Assigned task ▸ Lines that include "derive" make up the answer; copy all of them from the data below.

#### Extracted information

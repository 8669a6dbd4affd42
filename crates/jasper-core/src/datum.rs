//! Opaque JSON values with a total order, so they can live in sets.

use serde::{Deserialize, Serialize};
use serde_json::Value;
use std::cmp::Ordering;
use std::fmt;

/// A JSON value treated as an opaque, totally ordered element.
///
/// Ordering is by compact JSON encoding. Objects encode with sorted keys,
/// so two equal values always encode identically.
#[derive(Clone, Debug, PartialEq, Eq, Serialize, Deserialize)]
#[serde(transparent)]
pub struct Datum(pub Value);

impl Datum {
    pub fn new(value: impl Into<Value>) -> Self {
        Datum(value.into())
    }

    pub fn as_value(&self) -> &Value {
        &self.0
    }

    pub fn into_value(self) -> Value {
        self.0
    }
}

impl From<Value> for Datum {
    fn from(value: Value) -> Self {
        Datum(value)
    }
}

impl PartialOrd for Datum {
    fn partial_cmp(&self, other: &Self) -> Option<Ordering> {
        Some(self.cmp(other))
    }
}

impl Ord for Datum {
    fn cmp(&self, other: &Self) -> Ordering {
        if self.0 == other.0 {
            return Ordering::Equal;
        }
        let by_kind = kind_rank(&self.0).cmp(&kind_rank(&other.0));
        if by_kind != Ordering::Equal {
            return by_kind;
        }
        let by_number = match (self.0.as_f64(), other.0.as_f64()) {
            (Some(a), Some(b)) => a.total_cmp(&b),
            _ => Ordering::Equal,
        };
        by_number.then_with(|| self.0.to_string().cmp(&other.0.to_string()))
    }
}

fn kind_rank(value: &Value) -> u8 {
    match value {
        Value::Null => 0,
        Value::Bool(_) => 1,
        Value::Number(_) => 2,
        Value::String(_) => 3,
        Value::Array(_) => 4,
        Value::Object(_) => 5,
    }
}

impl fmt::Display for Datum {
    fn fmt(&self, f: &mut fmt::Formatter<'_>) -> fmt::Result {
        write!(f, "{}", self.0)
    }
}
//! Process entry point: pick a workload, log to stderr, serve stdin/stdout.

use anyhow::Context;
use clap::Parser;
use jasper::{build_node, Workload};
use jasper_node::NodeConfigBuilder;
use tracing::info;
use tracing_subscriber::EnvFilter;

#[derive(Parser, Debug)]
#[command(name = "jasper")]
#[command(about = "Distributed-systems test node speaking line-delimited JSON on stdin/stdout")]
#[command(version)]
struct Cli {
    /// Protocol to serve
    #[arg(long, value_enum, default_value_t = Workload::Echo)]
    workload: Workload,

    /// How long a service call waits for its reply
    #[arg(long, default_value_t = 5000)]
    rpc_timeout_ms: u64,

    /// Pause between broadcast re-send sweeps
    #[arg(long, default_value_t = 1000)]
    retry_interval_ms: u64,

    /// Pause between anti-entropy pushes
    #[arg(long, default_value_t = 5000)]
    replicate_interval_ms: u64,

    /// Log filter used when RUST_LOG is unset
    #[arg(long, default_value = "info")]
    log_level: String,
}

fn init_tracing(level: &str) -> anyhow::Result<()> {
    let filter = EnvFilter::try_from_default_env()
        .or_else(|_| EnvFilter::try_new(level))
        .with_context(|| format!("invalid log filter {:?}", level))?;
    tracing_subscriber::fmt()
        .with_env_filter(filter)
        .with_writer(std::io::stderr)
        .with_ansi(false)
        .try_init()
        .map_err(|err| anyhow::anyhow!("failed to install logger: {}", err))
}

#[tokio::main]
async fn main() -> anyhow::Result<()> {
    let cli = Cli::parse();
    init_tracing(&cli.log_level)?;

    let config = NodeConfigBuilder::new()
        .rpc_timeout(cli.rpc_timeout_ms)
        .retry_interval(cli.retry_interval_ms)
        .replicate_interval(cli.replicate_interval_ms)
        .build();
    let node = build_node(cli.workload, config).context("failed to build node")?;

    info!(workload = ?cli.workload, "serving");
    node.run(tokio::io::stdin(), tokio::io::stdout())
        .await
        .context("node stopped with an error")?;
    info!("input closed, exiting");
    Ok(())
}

########
#### Extracted information

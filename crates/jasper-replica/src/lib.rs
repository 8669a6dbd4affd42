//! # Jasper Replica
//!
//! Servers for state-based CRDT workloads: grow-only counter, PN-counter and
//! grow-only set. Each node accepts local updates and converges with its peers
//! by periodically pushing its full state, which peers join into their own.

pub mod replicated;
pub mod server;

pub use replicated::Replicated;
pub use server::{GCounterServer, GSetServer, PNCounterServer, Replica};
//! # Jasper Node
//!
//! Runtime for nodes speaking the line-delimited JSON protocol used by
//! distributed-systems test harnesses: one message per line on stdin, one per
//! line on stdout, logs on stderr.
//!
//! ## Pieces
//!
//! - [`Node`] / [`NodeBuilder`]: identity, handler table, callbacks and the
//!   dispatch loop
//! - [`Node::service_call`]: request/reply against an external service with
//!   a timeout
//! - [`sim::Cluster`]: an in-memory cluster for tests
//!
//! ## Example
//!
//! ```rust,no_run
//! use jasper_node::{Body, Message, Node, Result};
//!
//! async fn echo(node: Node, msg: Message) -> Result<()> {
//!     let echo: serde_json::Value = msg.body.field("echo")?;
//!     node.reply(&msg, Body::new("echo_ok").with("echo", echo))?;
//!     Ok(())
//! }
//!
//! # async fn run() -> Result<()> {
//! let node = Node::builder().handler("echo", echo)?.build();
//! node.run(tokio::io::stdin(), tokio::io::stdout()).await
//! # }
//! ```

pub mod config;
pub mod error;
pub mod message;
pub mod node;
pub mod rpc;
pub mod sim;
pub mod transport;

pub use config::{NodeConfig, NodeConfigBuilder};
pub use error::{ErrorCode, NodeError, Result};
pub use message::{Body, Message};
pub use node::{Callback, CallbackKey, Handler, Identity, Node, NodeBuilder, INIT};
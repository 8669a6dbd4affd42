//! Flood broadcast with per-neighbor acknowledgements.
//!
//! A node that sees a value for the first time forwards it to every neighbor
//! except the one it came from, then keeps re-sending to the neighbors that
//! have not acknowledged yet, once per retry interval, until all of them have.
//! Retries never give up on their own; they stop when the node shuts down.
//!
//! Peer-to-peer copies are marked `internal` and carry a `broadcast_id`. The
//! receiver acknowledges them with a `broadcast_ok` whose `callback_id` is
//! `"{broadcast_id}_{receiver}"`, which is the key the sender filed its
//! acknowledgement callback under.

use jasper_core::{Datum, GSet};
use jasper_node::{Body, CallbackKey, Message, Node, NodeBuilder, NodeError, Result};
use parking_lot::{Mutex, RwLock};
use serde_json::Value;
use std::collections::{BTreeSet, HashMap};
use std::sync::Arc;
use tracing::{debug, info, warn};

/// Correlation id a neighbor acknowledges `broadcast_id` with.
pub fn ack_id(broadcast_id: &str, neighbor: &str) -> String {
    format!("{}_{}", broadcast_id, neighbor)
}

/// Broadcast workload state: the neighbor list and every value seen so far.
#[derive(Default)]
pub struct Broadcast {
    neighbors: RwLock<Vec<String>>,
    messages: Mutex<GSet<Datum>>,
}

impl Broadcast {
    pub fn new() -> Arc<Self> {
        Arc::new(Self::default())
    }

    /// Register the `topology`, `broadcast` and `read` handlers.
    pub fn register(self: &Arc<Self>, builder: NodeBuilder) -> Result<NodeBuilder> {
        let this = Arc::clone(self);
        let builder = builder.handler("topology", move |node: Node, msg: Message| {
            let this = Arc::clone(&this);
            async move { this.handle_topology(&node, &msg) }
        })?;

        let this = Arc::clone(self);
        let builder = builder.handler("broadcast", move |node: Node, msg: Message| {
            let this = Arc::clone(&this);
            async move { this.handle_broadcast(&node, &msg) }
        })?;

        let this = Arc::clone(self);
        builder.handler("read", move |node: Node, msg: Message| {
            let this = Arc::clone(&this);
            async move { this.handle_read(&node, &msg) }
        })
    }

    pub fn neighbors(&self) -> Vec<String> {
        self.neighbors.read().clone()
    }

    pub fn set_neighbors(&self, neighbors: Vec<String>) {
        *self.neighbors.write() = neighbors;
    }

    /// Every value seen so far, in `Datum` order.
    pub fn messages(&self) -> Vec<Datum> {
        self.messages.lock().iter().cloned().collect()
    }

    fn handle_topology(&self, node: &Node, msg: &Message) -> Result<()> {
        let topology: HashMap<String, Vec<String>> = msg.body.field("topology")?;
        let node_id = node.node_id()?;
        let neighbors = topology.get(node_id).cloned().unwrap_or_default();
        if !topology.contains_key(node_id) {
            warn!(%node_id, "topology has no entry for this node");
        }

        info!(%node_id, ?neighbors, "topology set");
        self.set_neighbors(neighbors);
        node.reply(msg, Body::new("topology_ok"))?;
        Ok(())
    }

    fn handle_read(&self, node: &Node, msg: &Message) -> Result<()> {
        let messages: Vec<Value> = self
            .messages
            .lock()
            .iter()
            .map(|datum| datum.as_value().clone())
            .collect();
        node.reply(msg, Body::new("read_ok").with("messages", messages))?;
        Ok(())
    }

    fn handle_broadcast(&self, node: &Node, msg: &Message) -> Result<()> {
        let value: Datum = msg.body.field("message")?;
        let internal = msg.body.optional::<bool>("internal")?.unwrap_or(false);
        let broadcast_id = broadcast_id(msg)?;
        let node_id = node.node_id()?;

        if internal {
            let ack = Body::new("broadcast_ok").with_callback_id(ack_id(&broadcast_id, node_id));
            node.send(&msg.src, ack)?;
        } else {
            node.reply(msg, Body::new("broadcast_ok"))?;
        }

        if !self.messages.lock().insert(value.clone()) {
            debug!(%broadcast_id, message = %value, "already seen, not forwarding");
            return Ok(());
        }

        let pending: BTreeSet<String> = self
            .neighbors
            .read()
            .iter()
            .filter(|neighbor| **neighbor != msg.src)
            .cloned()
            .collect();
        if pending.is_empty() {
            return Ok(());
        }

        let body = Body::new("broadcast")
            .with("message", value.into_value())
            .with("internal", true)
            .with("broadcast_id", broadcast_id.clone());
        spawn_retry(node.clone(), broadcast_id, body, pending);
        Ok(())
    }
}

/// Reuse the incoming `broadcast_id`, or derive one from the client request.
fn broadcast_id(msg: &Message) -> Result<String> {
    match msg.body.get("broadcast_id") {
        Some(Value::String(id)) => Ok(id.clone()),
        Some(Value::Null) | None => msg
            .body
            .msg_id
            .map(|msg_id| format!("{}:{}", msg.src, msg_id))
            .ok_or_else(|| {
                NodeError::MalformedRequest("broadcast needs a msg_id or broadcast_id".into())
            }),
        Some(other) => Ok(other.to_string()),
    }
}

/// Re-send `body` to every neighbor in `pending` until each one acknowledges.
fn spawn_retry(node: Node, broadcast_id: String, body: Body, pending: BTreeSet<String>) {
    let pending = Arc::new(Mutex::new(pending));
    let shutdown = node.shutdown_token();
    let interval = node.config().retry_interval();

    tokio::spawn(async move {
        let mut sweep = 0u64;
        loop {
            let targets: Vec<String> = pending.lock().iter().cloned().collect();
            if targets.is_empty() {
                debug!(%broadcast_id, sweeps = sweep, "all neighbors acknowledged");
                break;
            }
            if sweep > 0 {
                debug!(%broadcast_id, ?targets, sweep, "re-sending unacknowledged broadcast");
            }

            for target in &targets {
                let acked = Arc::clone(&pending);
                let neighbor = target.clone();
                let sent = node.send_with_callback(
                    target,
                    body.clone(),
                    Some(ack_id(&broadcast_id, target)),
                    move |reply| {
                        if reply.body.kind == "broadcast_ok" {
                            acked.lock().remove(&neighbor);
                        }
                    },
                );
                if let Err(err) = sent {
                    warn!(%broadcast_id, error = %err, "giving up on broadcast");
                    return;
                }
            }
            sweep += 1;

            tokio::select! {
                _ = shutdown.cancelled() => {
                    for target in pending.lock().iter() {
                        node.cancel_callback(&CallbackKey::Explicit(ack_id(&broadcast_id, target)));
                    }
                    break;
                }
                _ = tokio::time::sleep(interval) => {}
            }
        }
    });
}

########
#### Extracted information

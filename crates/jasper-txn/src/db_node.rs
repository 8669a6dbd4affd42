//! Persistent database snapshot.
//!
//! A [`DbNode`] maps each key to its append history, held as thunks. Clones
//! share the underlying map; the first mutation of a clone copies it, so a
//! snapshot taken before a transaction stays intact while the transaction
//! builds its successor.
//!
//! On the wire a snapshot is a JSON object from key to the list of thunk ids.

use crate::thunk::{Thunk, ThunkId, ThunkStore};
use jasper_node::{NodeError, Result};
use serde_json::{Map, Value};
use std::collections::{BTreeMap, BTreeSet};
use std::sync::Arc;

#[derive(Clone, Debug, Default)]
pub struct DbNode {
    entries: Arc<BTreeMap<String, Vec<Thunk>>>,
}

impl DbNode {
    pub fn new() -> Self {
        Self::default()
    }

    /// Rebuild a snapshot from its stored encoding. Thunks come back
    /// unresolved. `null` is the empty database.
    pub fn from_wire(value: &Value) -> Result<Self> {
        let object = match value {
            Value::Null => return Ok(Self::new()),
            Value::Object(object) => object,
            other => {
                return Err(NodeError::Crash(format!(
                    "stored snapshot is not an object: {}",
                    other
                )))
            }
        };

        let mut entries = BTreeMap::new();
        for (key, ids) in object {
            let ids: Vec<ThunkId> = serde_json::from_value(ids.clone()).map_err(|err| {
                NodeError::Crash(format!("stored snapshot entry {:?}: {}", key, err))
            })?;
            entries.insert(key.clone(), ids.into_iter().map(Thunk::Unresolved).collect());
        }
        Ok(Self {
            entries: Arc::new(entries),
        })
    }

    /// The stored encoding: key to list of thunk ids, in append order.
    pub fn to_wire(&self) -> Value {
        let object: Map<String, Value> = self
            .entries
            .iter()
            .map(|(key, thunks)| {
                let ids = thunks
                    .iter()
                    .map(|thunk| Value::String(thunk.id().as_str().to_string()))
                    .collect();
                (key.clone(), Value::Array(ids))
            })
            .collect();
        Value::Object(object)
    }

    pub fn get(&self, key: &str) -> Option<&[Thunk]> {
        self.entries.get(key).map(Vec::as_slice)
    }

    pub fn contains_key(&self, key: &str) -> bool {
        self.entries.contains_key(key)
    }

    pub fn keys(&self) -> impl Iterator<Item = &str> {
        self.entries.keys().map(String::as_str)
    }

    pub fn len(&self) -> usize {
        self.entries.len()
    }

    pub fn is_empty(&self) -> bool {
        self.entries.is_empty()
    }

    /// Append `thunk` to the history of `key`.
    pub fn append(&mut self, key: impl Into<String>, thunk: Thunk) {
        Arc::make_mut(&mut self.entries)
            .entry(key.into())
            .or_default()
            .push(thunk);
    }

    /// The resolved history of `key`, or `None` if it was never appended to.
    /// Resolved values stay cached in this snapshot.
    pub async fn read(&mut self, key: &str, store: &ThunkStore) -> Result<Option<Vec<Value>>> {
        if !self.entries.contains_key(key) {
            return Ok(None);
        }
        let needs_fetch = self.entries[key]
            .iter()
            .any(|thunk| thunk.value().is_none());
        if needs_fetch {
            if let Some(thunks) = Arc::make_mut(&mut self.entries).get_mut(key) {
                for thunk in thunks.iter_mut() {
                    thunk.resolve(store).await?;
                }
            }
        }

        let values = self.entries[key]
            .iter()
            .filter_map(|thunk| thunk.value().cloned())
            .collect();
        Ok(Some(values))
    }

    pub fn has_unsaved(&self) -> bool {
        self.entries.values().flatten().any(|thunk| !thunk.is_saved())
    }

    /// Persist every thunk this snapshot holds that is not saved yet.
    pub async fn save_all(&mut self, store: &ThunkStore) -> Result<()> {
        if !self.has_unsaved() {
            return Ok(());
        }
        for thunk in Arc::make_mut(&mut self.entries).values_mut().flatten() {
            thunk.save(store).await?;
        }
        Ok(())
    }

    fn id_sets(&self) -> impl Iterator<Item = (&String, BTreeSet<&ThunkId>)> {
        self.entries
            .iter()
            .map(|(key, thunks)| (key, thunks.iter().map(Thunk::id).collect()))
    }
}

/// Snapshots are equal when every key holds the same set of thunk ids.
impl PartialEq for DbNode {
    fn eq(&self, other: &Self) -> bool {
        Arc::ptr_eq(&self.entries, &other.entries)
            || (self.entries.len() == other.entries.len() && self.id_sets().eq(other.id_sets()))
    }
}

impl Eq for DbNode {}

########

Response ▸
#[derive(Clone, Debug, PartialEq, Eq, Serialize, Deserialize)]
#[derive(Parser, Debug)]
#[derive(Default)]
/// Reuse the incoming `broadcast_id`, or derive one from the client request.
#[derive(Clone, Debug, Default)]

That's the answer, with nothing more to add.